## What this task involves
Nothing but the lines from the start of the records through the line that contains "pub struct Marker" is to be copied, and each is to be copied exactly.

Recorded data Start Marker

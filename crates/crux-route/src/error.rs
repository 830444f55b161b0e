/// Failures of bound computation and route search.
#[derive(thiserror::Error, Debug, Clone, PartialEq)]
pub enum RouteError {
    #[error("invalid calibration: pixels per cm must be positive and finite (got {pixels_per_cm})")]
    InvalidCalibration { pixels_per_cm: f32 },

    #[error("climber height must be positive and finite (got {height_cm} cm)")]
    InvalidClimberHeight { height_cm: f32 },

    #[error("starting distance from the ground must be non-negative and finite (got {distance_cm} cm)")]
    InvalidStartingDistance { distance_cm: f32 },

    #[error("reach ratios must be positive and finite (hand={hand}, foot={foot})")]
    InvalidReachRatio { hand: f32, foot: f32 },

    #[error("invalid image size (width={width}, height={height})")]
    InvalidImageSize { width: usize, height: usize },

    #[error("no valid starting stance: {reason}")]
    NoStartingStance { reason: String },

    #[error("no ascending move exists from the starting stance")]
    NoFeasibleRoute,
}
use crux_core::{distance, is_simple_quad, polygon_perimeter};
use nalgebra::Point2;
use serde::Serialize;

/// Reasons a set of corners cannot become a [`Marker`].
#[derive(thiserror::Error, Debug, Clone, PartialEq)]
pub enum MarkerError {
    #[error("marker corners do not form a simple quadrilateral")]
    NotSimpleQuad,

    #[error("marker perimeter must be positive and finite (got {perimeter_cm} cm)")]
    InvalidPerimeter { perimeter_cm: f32 },

    #[error("marker has a degenerate pixel scale ({pixels_per_cm} px/cm)")]
    DegenerateScale { pixels_per_cm: f32 },
}

/// A located square marker with a known physical perimeter.
///
/// Corners are ordered top-left, top-right, bottom-right, bottom-left in the
/// marker's own printed frame. The value is immutable; every derived
/// quantity is computed from the corners and `perimeter_cm`.
#[derive(Clone, Debug, PartialEq, Serialize)]
pub struct Marker {
    corners: [Point2<f32>; 4],
    marker_id: Option<u32>,
    perimeter_cm: f32,
    perimeter_px: f32,
}

impl Marker {
    pub fn from_corners(
        corners: [Point2<f32>; 4],
        marker_id: Option<u32>,
        perimeter_cm: f32,
    ) -> Result<Self, MarkerError> {
        if !perimeter_cm.is_finite() || perimeter_cm <= 0.0 {
            return Err(MarkerError::InvalidPerimeter { perimeter_cm });
        }
        if !is_simple_quad(&corners) {
            return Err(MarkerError::NotSimpleQuad);
        }
        let perimeter_px = polygon_perimeter(&corners);
        let pixels_per_cm = perimeter_px / perimeter_cm;
        if !pixels_per_cm.is_finite() || pixels_per_cm <= 0.0 {
            return Err(MarkerError::DegenerateScale { pixels_per_cm });
        }
        Ok(Self {
            corners,
            marker_id,
            perimeter_cm,
            perimeter_px,
        })
    }

    #[inline]
    pub fn corners(&self) -> &[Point2<f32>; 4] {
        &self.corners
    }

    /// Corners truncated to integer pixels, ready for drawing.
    pub fn corners_px_i32(&self) -> [[i32; 2]; 4] {
        self.corners.map(|p| [p.x as i32, p.y as i32])
    }

    #[inline]
    pub fn marker_id(&self) -> Option<u32> {
        self.marker_id
    }

    #[inline]
    pub fn perimeter_cm(&self) -> f32 {
        self.perimeter_cm
    }

    /// Closed-contour length of the corner quad.
    #[inline]
    pub fn perimeter_px(&self) -> f32 {
        self.perimeter_px
    }

    #[inline]
    pub fn pixels_per_cm(&self) -> f32 {
        self.perimeter_px / self.perimeter_cm
    }

    #[inline]
    pub fn pixels_per_meter(&self) -> f32 {
        self.pixels_per_cm() * 100.0
    }

    /// Length of the top edge.
    pub fn width_px(&self) -> f32 {
        distance(self.corners[0], self.corners[1])
    }

    /// Length of the right edge.
    pub fn height_px(&self) -> f32 {
        distance(self.corners[1], self.corners[2])
    }

    pub fn width_cm(&self) -> f32 {
        self.width_px() / self.pixels_per_cm()
    }

    pub fn height_cm(&self) -> f32 {
        self.height_px() / self.pixels_per_cm()
    }

    /// Midpoint of the top-left / bottom-right diagonal.
    pub fn center_px(&self) -> Point2<f32> {
        nalgebra::center(&self.corners[0], &self.corners[2])
    }

    /// Angle of the top edge (top-left towards top-right), radians, image
    /// y axis pointing down.
    pub fn orientation_rad(&self) -> f32 {
        let d = self.corners[1] - self.corners[0];
        d.y.atan2(d.x)
    }

    /// Largest image y over the corners, i.e. where the marker meets the floor side.
    pub fn bottom_px(&self) -> f32 {
        self.corners
            .iter()
            .map(|p| p.y)
            .fold(f32::NEG_INFINITY, f32::max)
    }

    /// Centimetres to whole pixels, truncating toward zero.
    pub fn cm_to_px(&self, cm: f32) -> i32 {
        (cm * self.pixels_per_cm()) as i32
    }

    pub fn px_to_cm(&self, px: f32) -> f32 {
        px / self.pixels_per_cm()
    }
}

#[cfg(test)]
mod tests {
    use super::*;
    use approx::assert_relative_eq;

    fn square(x0: f32, y0: f32, side: f32) -> [Point2<f32>; 4] {
        [
            Point2::new(x0, y0),
            Point2::new(x0 + side, y0),
            Point2::new(x0 + side, y0 + side),
            Point2::new(x0, y0 + side),
        ]
    }

    #[test]
    fn derived_measurements_of_a_square() {
        let m = Marker::from_corners(square(100.0, 100.0, 200.0), Some(4), 28.0).expect("marker");
        assert_relative_eq!(m.perimeter_px(), 800.0);
        assert_relative_eq!(m.pixels_per_cm(), 800.0 / 28.0);
        assert_relative_eq!(m.pixels_per_meter(), 80000.0 / 28.0, max_relative = 1e-6);
        assert_relative_eq!(m.width_cm(), 7.0, max_relative = 1e-6);
        assert_relative_eq!(m.height_cm(), 7.0, max_relative = 1e-6);
        assert_eq!(m.center_px(), Point2::new(200.0, 200.0));
        assert_relative_eq!(m.orientation_rad(), 0.0);
        assert_eq!(m.marker_id(), Some(4));
        assert_relative_eq!(m.bottom_px(), 300.0);
    }

    #[test]
    fn cm_to_px_truncates() {
        let m = Marker::from_corners(square(0.0, 0.0, 70.0), None, 28.0).expect("marker");
        // 10 px per cm
        assert_eq!(m.cm_to_px(1.29), 12);
        assert_eq!(m.cm_to_px(50.0), 500);
        assert_relative_eq!(m.px_to_cm(125.0), 12.5);
    }

    #[test]
    fn conversion_round_trip_within_one_pixel() {
        let m = Marker::from_corners(square(3.0, 5.0, 187.3), None, 28.0).expect("marker");
        let tol = 1.0 / m.pixels_per_cm();
        for cm in [0.5f32, 7.0, 50.0, 183.0] {
            let back = m.px_to_cm(m.cm_to_px(cm) as f32);
            assert!((back - cm).abs() <= tol, "cm={cm} back={back}");
        }
    }

    #[test]
    fn invalid_inputs_are_rejected() {
        let sq = square(0.0, 0.0, 10.0);
        assert!(matches!(
            Marker::from_corners(sq, None, 0.0),
            Err(MarkerError::InvalidPerimeter { .. })
        ));
        assert!(matches!(
            Marker::from_corners(sq, None, f32::NAN),
            Err(MarkerError::InvalidPerimeter { .. })
        ));
        let bowtie = [sq[0], sq[2], sq[1], sq[3]];
        assert_eq!(
            Marker::from_corners(bowtie, None, 28.0),
            Err(MarkerError::NotSimpleQuad)
        );
    }

    #[test]
    fn integer_corners_truncate() {
        let m = Marker::from_corners(square(10.7, 20.2, 50.0), None, 28.0).expect("marker");
        assert_eq!(m.corners_px_i32()[0], [10, 20]);
        assert_eq!(m.corners_px_i32()[2], [60, 70]);
    }
}
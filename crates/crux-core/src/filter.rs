//! Small image filters used before marker detection.

use ::image::{ImageBuffer, Luma};
use imageproc::filter::separable_filter_equal;

use crate::{GrayImage, GrayImageView};

/// Standard deviation OpenCV derives for a Gaussian kernel of size `ksize`
/// when the caller passes `sigma = 0`.
pub fn gaussian_sigma_for_kernel(ksize: usize) -> f32 {
    0.3 * ((ksize as f32 - 1.0) * 0.5 - 1.0) + 0.8
}

/// Normalized `ksize`-tap Gaussian using [`gaussian_sigma_for_kernel`].
pub fn gaussian_kernel(ksize: usize) -> Vec<f32> {
    let sigma = gaussian_sigma_for_kernel(ksize);
    let half = (ksize / 2) as i32;
    let denom = 2.0 * sigma * sigma;
    let mut k: Vec<f32> = (-half..=half)
        .map(|i| (-((i * i) as f32) / denom).exp())
        .collect();
    let sum: f32 = k.iter().sum();
    for w in &mut k {
        *w /= sum;
    }
    k
}

/// Separable Gaussian blur with an odd `ksize`; edge pixels are replicated
/// past the border.
///
/// `ksize <= 1` returns an unmodified copy.
pub fn gaussian_blur(src: &GrayImageView<'_>, ksize: usize) -> GrayImage {
    let (w, h) = (src.width, src.height);
    let copy = || GrayImage {
        width: w,
        height: h,
        data: src.data.to_vec(),
    };
    if ksize <= 1 || w == 0 || h == 0 {
        return copy();
    }
    let samples: Vec<f32> = src.data.iter().map(|&v| v as f32).collect();
    let Some(f) = ImageBuffer::<Luma<f32>, Vec<f32>>::from_raw(w as u32, h as u32, samples) else {
        return copy();
    };

    let blurred = separable_filter_equal(&f, &gaussian_kernel(ksize | 1));
    GrayImage {
        width: w,
        height: h,
        data: blurred
            .into_raw()
            .into_iter()
            .map(|v| v.round().clamp(0.0, 255.0) as u8)
            .collect(),
    }
}

/// Surround `src` with a constant-valued border of `border` pixels on every side.
pub fn pad_constant(src: &GrayImageView<'_>, border: usize, value: u8) -> GrayImage {
    let mut out = GrayImage::filled(src.width + 2 * border, src.height + 2 * border, value);
    out.blit(src, border, border);
    out
}
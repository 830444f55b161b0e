//! Planar helpers on pixel-space points.

use nalgebra::Point2;

#[inline]
pub fn distance(a: Point2<f32>, b: Point2<f32>) -> f32 {
    (a - b).norm()
}

/// Arc length of the closed polygon through `pts` (last point joins the first).
pub fn polygon_perimeter(pts: &[Point2<f32>]) -> f32 {
    if pts.len() < 2 {
        return 0.0;
    }
    pts.iter()
        .zip(pts.iter().cycle().skip(1))
        .map(|(&a, &b)| distance(a, b))
        .sum()
}

/// Arithmetic mean of the points, `None` for an empty iterator.
pub fn mean_point<I>(pts: I) -> Option<Point2<f32>>
where
    I: IntoIterator<Item = Point2<f32>>,
{
    let mut n = 0usize;
    let mut sx = 0f64;
    let mut sy = 0f64;
    for p in pts {
        sx += p.x as f64;
        sy += p.y as f64;
        n += 1;
    }
    (n > 0).then(|| Point2::new((sx / n as f64) as f32, (sy / n as f64) as f32))
}

#[inline]
fn cross(o: Point2<f32>, a: Point2<f32>, b: Point2<f32>) -> f32 {
    (a.x - o.x) * (b.y - o.y) - (a.y - o.y) * (b.x - o.x)
}

fn segments_cross(p1: Point2<f32>, p2: Point2<f32>, q1: Point2<f32>, q2: Point2<f32>) -> bool {
    let d1 = cross(q1, q2, p1);
    let d2 = cross(q1, q2, p2);
    let d3 = cross(p1, p2, q1);
    let d4 = cross(p1, p2, q2);
    (d1 > 0.0) != (d2 > 0.0) && (d3 > 0.0) != (d4 > 0.0) && d1 != 0.0 && d3 != 0.0
}

/// True when the quad `[a, b, c, d]` has non-zero area and its opposite edges
/// do not intersect.
pub fn is_simple_quad(q: &[Point2<f32>; 4]) -> bool {
    if q.iter().any(|p| !p.x.is_finite() || !p.y.is_finite()) {
        return false;
    }
    let twice_area = cross(q[0], q[1], q[2]) + cross(q[0], q[2], q[3]);
    if twice_area.abs() < 1e-6 {
        return false;
    }
    !segments_cross(q[0], q[1], q[2], q[3]) && !segments_cross(q[1], q[2], q[3], q[0])
}

#[cfg(test)]
mod tests {
    use super::*;
    use approx::assert_relative_eq;

    fn square(s: f32) -> [Point2<f32>; 4] {
        [
            Point2::new(0.0, 0.0),
            Point2::new(s, 0.0),
            Point2::new(s, s),
            Point2::new(0.0, s),
        ]
    }

    #[test]
    fn perimeter_of_square() {
        assert_relative_eq!(polygon_perimeter(&square(10.0)), 40.0);
        assert_eq!(polygon_perimeter(&[Point2::new(1.0, 1.0)]), 0.0);
    }

    #[test]
    fn mean_of_points() {
        let m = mean_point(square(10.0)).expect("mean");
        assert_relative_eq!(m.x, 5.0);
        assert_relative_eq!(m.y, 5.0);
        assert!(mean_point(std::iter::empty()).is_none());
    }

    #[test]
    fn simple_quad_detection() {
        assert!(is_simple_quad(&square(10.0)));

        let bow_tie = [
            Point2::new(0.0, 0.0),
            Point2::new(10.0, 10.0),
            Point2::new(10.0, 0.0),
            Point2::new(0.0, 10.0),
        ];
        assert!(!is_simple_quad(&bow_tie));

        let collapsed = [Point2::new(3.0, 3.0); 4];
        assert!(!is_simple_quad(&collapsed));
    }
}
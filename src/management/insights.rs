use std::{path::Path, sync::Mutex};

use rusqlite::{Connection, OptionalExtension, params};

use crate::{
    config, debug,
    error::CacheError,
    types::InsightKey,
    warning,
};

/// Exact-match store of generated insights.
///
/// Implementations swallow their own failures: a broken store behaves like
/// an empty one and never blocks generation.
pub trait InsightStore: Send + Sync {
    fn get(&self, key: &InsightKey) -> Option<String>;

    /// Inserts or replaces the insight stored for `key`.
    fn put(&self, key: &InsightKey, insight: &str);
}

/// SQLite-backed insight cache.
///
/// Entries are never evicted. When the database cannot be opened the cache
/// runs in cache-less mode: every lookup misses and writes are dropped.
pub struct InsightCache {
    conn: Option<Mutex<Connection>>,
}

impl InsightCache {
    /// Opens (or creates) the database at `path`.
    pub fn open(path: &Path) -> Self {
        match Self::try_open(path) {
            Ok(conn) => {
                debug!("Insight cache at {}", path.display());
                Self::with_connection(conn)
            }
            Err(e) => {
                warning!(
                    "Insight cache unavailable at {}, continuing without it: {}",
                    path.display(),
                    e
                );
                Self::disabled()
            }
        }
    }

    /// Opens the database in the local data directory.
    pub fn open_default() -> Self {
        Self::open(&config::insights_db_path())
    }

    /// Volatile cache, gone when dropped.
    pub fn in_memory() -> Self {
        match Connection::open_in_memory()
            .map_err(CacheError::from)
            .and_then(|conn| {
                initialize_schema(&conn)?;
                Ok(conn)
            }) {
            Ok(conn) => Self::with_connection(conn),
            Err(e) => {
                warning!("In-memory insight cache unavailable: {}", e);
                Self::disabled()
            }
        }
    }

    /// A cache that always misses.
    pub fn disabled() -> Self {
        InsightCache { conn: None }
    }

    /// False when the database could not be opened and every lookup misses.
    pub fn is_available(&self) -> bool {
        self.conn.is_some()
    }

    /// Every cached insight, ordered by artist, album and track.
    ///
    /// # Errors
    ///
    /// Returns [`CacheError::Unavailable`] in cache-less mode, or the
    /// underlying database error.
    pub fn entries(&self) -> Result<Vec<(InsightKey, String)>, CacheError> {
        let conn = self.lock()?;
        let mut stmt = conn.prepare(
            "SELECT track, artist, album, insight FROM TrackInsights
             ORDER BY artist, album, track",
        )?;
        let rows = stmt.query_map([], |row| {
            Ok((
                InsightKey {
                    track: row.get(0)?,
                    artist: row.get(1)?,
                    album: row.get(2)?,
                },
                row.get::<_, String>(3)?,
            ))
        })?;

        let mut entries = Vec::new();
        for row in rows {
            entries.push(row?);
        }
        Ok(entries)
    }

    fn try_open(path: &Path) -> Result<Connection, CacheError> {
        if let Some(parent) = path.parent() {
            std::fs::create_dir_all(parent)?;
        }
        let conn = Connection::open(path)?;
        initialize_schema(&conn)?;
        Ok(conn)
    }

    fn with_connection(conn: Connection) -> Self {
        InsightCache {
            conn: Some(Mutex::new(conn)),
        }
    }

    fn lock(&self) -> Result<std::sync::MutexGuard<'_, Connection>, CacheError> {
        let conn = self.conn.as_ref().ok_or(CacheError::Unavailable)?;
        // a panic while holding the lock leaves the connection itself intact
        Ok(conn.lock().unwrap_or_else(|poisoned| poisoned.into_inner()))
    }

    fn try_get(&self, key: &InsightKey) -> Result<Option<String>, CacheError> {
        let conn = self.lock()?;
        let insight = conn
            .query_row(
                "SELECT insight FROM TrackInsights
                 WHERE track = ?1 AND artist = ?2 AND album = ?3",
                params![key.track, key.artist, key.album],
                |row| row.get(0),
            )
            .optional()?;
        Ok(insight)
    }

    fn try_put(&self, key: &InsightKey, insight: &str) -> Result<(), CacheError> {
        let conn = self.lock()?;
        conn.execute(
            "INSERT OR REPLACE INTO TrackInsights (track, artist, album, insight)
             VALUES (?1, ?2, ?3, ?4)",
            params![key.track, key.artist, key.album, insight],
        )?;
        Ok(())
    }
}

impl InsightStore for InsightCache {
    fn get(&self, key: &InsightKey) -> Option<String> {
        match self.try_get(key) {
            Ok(insight) => insight,
            Err(CacheError::Unavailable) => None,
            Err(e) => {
                warning!("Insight cache lookup failed: {}", e);
                None
            }
        }
    }

    fn put(&self, key: &InsightKey, insight: &str) {
        match self.try_put(key, insight) {
            Ok(()) | Err(CacheError::Unavailable) => {}
            Err(e) => warning!("Insight cache write failed: {}", e),
        }
    }
}

fn initialize_schema(conn: &Connection) -> Result<(), CacheError> {
    conn.execute(
        "CREATE TABLE IF NOT EXISTS TrackInsights (
            track TEXT NOT NULL,
            artist TEXT NOT NULL,
            album TEXT NOT NULL,
            insight TEXT NOT NULL,
            PRIMARY KEY (track, artist, album)
        )",
        [],
    )?;
    Ok(())
}
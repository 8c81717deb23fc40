#![allow(dead_code)]

use std::{
    sync::{
        Arc, Mutex, OnceLock,
        atomic::{AtomicBool, AtomicI64, AtomicUsize, Ordering},
    },
    time::Duration,
};

use async_trait::async_trait;
use tokio::sync::watch;

use trackteller::{
    error::{AuthError, GenerationError, PlaybackError},
    management::{
        AuthCoordinator, AuthSettings, InsightCache, InsightStore, MemoryTokenStore,
        playback::NowPlaying,
    },
    openai::InsightGenerator,
    spotify::{
        auth::{TokenExchange, UrlOpener},
        player::PlaybackApi,
    },
    types::{Album, ArtistRef, Image, InsightKey, MediaItem, PlaybackSnapshot, Session, TokenGrant, Track},
};

pub fn now() -> i64 {
    chrono::Utc::now().timestamp()
}

pub fn session(expires_in: i64) -> Session {
    Session {
        access_token: "stored-access".to_string(),
        refresh_token: "stored-refresh".to_string(),
        expires_at: now() + expires_in,
    }
}

pub fn settings() -> AuthSettings {
    let mut settings = AuthSettings::new("client-id".to_string());
    settings.auth_url = "https://accounts.example.com/authorize".to_string();
    settings.callback_addr = "127.0.0.1:0".parse().unwrap();
    settings
}

pub fn coordinator(
    settings: AuthSettings,
    exchange: &Arc<FakeExchange>,
    store: &Arc<MemoryTokenStore>,
    browser: &Arc<FakeBrowser>,
) -> Arc<AuthCoordinator> {
    Arc::new(AuthCoordinator::new(
        settings,
        Arc::clone(exchange) as _,
        Arc::clone(store) as _,
        Arc::clone(browser) as _,
    ))
}

/// Coordinator restored from a stored session valid for an hour.
pub async fn connected_coordinator() -> Arc<AuthCoordinator> {
    let coordinator = coordinator(
        settings(),
        &Arc::new(FakeExchange::default()),
        &Arc::new(MemoryTokenStore::new(Some(session(3600)))),
        &Arc::new(FakeBrowser::default()),
    );
    assert!(coordinator.restore().await);
    coordinator
}

pub fn track(id: &str) -> PlaybackSnapshot {
    PlaybackSnapshot {
        track_id: Some(id.to_string()),
        is_playing: true,
        device_volume_percent: Some(50),
        item: Some(MediaItem::Track(Track {
            id: Some(id.to_string()),
            name: format!("Song {id}"),
            artists: vec![ArtistRef {
                name: "The Band".to_string(),
            }],
            album: Some(Album {
                name: "Record".to_string(),
                release_date: Some("1999".to_string()),
                images: vec![Image {
                    url: format!("https://img.example.com/{id}"),
                }],
            }),
            duration_ms: 180_000,
        })),
    }
}

pub fn key_of(id: &str) -> InsightKey {
    InsightKey::new(&format!("Song {id}"), "The Band", "Record 1999")
}

#[derive(Default)]
pub struct FakeExchange {
    pub exchanges: AtomicUsize,
    pub refreshes: AtomicUsize,
    pub fail_refresh: AtomicBool,
    pub fail_exchange: AtomicBool,
    /// Lifetime of issued tokens; 0 means an hour.
    pub expires_in: AtomicI64,
    pub verifiers: Mutex<Vec<String>>,
}

impl FakeExchange {
    fn lifetime(&self) -> i64 {
        match self.expires_in.load(Ordering::SeqCst) {
            0 => 3600,
            secs => secs,
        }
    }
}

#[async_trait]
impl TokenExchange for FakeExchange {
    async fn exchange_code(
        &self,
        code: &str,
        _redirect_uri: &str,
        code_verifier: &str,
    ) -> Result<TokenGrant, AuthError> {
        let n = self.exchanges.fetch_add(1, Ordering::SeqCst) + 1;
        self.verifiers.lock().unwrap().push(code_verifier.to_string());
        if self.fail_exchange.load(Ordering::SeqCst) {
            return Err(AuthError::Exchange("invalid_grant".to_string()));
        }
        Ok(TokenGrant {
            access_token: format!("access-{code}-{n}"),
            refresh_token: Some("fresh-refresh".to_string()),
            expires_in: self.lifetime(),
        })
    }

    async fn refresh(&self, _refresh_token: &str) -> Result<TokenGrant, AuthError> {
        let n = self.refreshes.fetch_add(1, Ordering::SeqCst) + 1;
        if self.fail_refresh.load(Ordering::SeqCst) {
            return Err(AuthError::Refresh("invalid_grant".to_string()));
        }
        Ok(TokenGrant {
            access_token: format!("refreshed-{n}"),
            refresh_token: None,
            expires_in: self.lifetime(),
        })
    }
}

#[derive(Default)]
pub struct FakeBrowser {
    opened: Mutex<Vec<String>>,
}

impl FakeBrowser {
    pub fn opened(&self) -> Vec<String> {
        self.opened.lock().unwrap().clone()
    }
}

impl UrlOpener for FakeBrowser {
    fn open(&self, url: &str) -> Result<(), String> {
        self.opened.lock().unwrap().push(url.to_string());
        Ok(())
    }
}

/// Player whose state is set by the test. Controls mutate it the way the
/// real service would.
#[derive(Default)]
pub struct FakePlayer {
    current: Mutex<PlaybackSnapshot>,
    pub fetches: AtomicUsize,
    pub controls: Mutex<Vec<String>>,
    pub fail_controls: AtomicBool,
    pub fail_fetch: AtomicBool,
    /// Latency of every fetch.
    pub delay: Mutex<Option<Duration>>,
}

impl FakePlayer {
    pub fn playing(snapshot: PlaybackSnapshot) -> Self {
        let player = FakePlayer::default();
        player.set(snapshot);
        player
    }

    pub fn set(&self, snapshot: PlaybackSnapshot) {
        *self.current.lock().unwrap() = snapshot;
    }

    pub fn set_delay(&self, delay: Duration) {
        *self.delay.lock().unwrap() = Some(delay);
    }

    pub fn fetches(&self) -> usize {
        self.fetches.load(Ordering::SeqCst)
    }

    pub fn controls(&self) -> Vec<String> {
        self.controls.lock().unwrap().clone()
    }

    fn control(&self, name: String, apply: impl FnOnce(&mut PlaybackSnapshot)) -> Result<(), PlaybackError> {
        if self.fail_controls.load(Ordering::SeqCst) {
            return Err(PlaybackError::Api {
                status: 404,
                message: "No active device found".to_string(),
            });
        }
        self.controls.lock().unwrap().push(name);
        apply(&mut self.current.lock().unwrap());
        Ok(())
    }
}

#[async_trait]
impl PlaybackApi for FakePlayer {
    async fn current_playback(&self, _token: &str) -> Result<PlaybackSnapshot, PlaybackError> {
        self.fetches.fetch_add(1, Ordering::SeqCst);
        let delay = *self.delay.lock().unwrap();
        if let Some(delay) = delay {
            tokio::time::sleep(delay).await;
        }
        if self.fail_fetch.load(Ordering::SeqCst) {
            return Err(PlaybackError::Api {
                status: 503,
                message: "Service unavailable".to_string(),
            });
        }
        Ok(self.current.lock().unwrap().clone())
    }

    async fn pause(&self, _token: &str) -> Result<(), PlaybackError> {
        self.control("pause".to_string(), |s| s.is_playing = false)
    }

    async fn resume(&self, _token: &str) -> Result<(), PlaybackError> {
        self.control("resume".to_string(), |s| s.is_playing = true)
    }

    async fn skip_to_next(&self, _token: &str) -> Result<(), PlaybackError> {
        self.control("next".to_string(), |_| {})
    }

    async fn skip_to_previous(&self, _token: &str) -> Result<(), PlaybackError> {
        self.control("previous".to_string(), |_| {})
    }

    async fn set_volume(&self, _token: &str, percent: u8) -> Result<(), PlaybackError> {
        self.control(format!("volume {percent}"), |s| {
            s.device_volume_percent = Some(percent)
        })
    }
}

/// Generator answering `insight about <track>`. Records what the display
/// showed while it was running when given an observer.
#[derive(Default)]
pub struct FakeGenerator {
    pub calls: AtomicUsize,
    pub fail: AtomicBool,
    /// Time every generation takes.
    pub delay: Mutex<Option<Duration>>,
    pub observer: OnceLock<watch::Receiver<NowPlaying>>,
    pub observed: Mutex<Vec<NowPlaying>>,
}

impl FakeGenerator {
    pub fn calls(&self) -> usize {
        self.calls.load(Ordering::SeqCst)
    }
}

#[async_trait]
impl InsightGenerator for FakeGenerator {
    async fn generate(&self, key: &InsightKey) -> Result<String, GenerationError> {
        self.calls.fetch_add(1, Ordering::SeqCst);
        if let Some(observer) = self.observer.get() {
            self.observed.lock().unwrap().push(observer.borrow().clone());
        }
        let delay = *self.delay.lock().unwrap();
        if let Some(delay) = delay {
            tokio::time::sleep(delay).await;
        }
        if self.fail.load(Ordering::SeqCst) {
            return Err(GenerationError::Api {
                status: 429,
                message: "Rate limit reached".to_string(),
            });
        }
        Ok(format!("insight about {}", key.track))
    }
}

/// In-memory cache counting lookups and writes.
pub struct CountingStore {
    pub cache: InsightCache,
    pub gets: AtomicUsize,
    pub puts: AtomicUsize,
}

impl CountingStore {
    pub fn new() -> Self {
        CountingStore {
            cache: InsightCache::in_memory(),
            gets: AtomicUsize::new(0),
            puts: AtomicUsize::new(0),
        }
    }

    pub fn gets(&self) -> usize {
        self.gets.load(Ordering::SeqCst)
    }
}

impl InsightStore for CountingStore {
    fn get(&self, key: &InsightKey) -> Option<String> {
        self.gets.fetch_add(1, Ordering::SeqCst);
        self.cache.get(key)
    }

    fn put(&self, key: &InsightKey, insight: &str) {
        self.puts.fetch_add(1, Ordering::SeqCst);
        self.cache.put(key, insight);
    }
}
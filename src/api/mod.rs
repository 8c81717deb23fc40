//! # API Module
//!
//! HTTP handlers served by the local callback server while an authorization
//! attempt is pending.
//!
//! ## Endpoints
//!
//! - [`callback`] - Receives the OAuth redirect from Spotify's authorization
//!   server. The handler does not judge the callback itself: it rebuilds the
//!   full redirect URL, hands it to the authorization coordinator through a
//!   channel and answers the browser with a static page. Whether the callback
//!   is accepted is reported inside the application, not in the page.
//!
//! ## Usage Example
//!
//! ```rust,ignore
//! use axum::{Extension, Router, routing::get};
//! use trackteller::api::{CallbackTarget, callback};
//!
//! let app = Router::new()
//!     .route("/callback", get(callback).layer(Extension(target)));
//! ```

mod callback;

pub use callback::{CallbackSender, CallbackTarget, SUCCESS_PAGE, callback};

Recorded data End Marker

## Answer section
filename crates/crux-route/src/error.rs
repository 830444f55b161b0e
/// Failures of bound computation and route search.
#[derive(thiserror::Error, Debug, Clone, PartialEq)]
pub enum RouteError {
    #[error("invalid calibration: pixels per cm must be positive and finite (got {pixels_per_cm})")]
    InvalidCalibration { pixels_per_cm: f32 },

    #[error("climber height must be positive and finite (got {height_cm} cm)")]
    InvalidClimberHeight { height_cm: f32 },

    #[error("starting distance from the ground must be non-negative and finite (got {distance_cm} cm)")]
    InvalidStartingDistance { distance_cm: f32 },

    #[error("reach ratios must be positive and finite (hand={hand}, foot={foot})")]
    InvalidReachRatio { hand: f32, foot: f32 },

    #[error("invalid image size (width={width}, height={height})")]
    InvalidImageSize { width: usize, height: usize },

    #[error("no valid starting stance: {reason}")]
    NoStartingStance { reason: String },

    #[error("no ascending move exists from the starting stance")]
    NoFeasibleRoute,
}
use crux_core::{distance, is_simple_quad, polygon_perimeter};
use nalgebra::Point2;
use serde::Serialize;

/// Reasons a set of corners cannot become a [`Marker`].
#[derive(thiserror::Error, Debug, Clone, PartialEq)]
pub enum MarkerError {
    #[error("marker corners do not form a simple quadrilateral")]
    NotSimpleQuad,

    #[error("marker perimeter must be positive and finite (got {perimeter_cm} cm)")]
    InvalidPerimeter { perimeter_cm: f32 },

    #[error("marker has a degenerate pixel scale ({pixels_per_cm} px/cm)")]
    DegenerateScale { pixels_per_cm: f32 },
}

/// A located square marker with a known physical perimeter.
///
/// Corners are ordered top-left, top-right, bottom-right, bottom-left in the
/// marker's own printed frame. The value is immutable; every derived
/// quantity is computed from the corners and `perimeter_cm`.
#[derive(Clone, Debug, PartialEq, Serialize)]
pub struct Marker {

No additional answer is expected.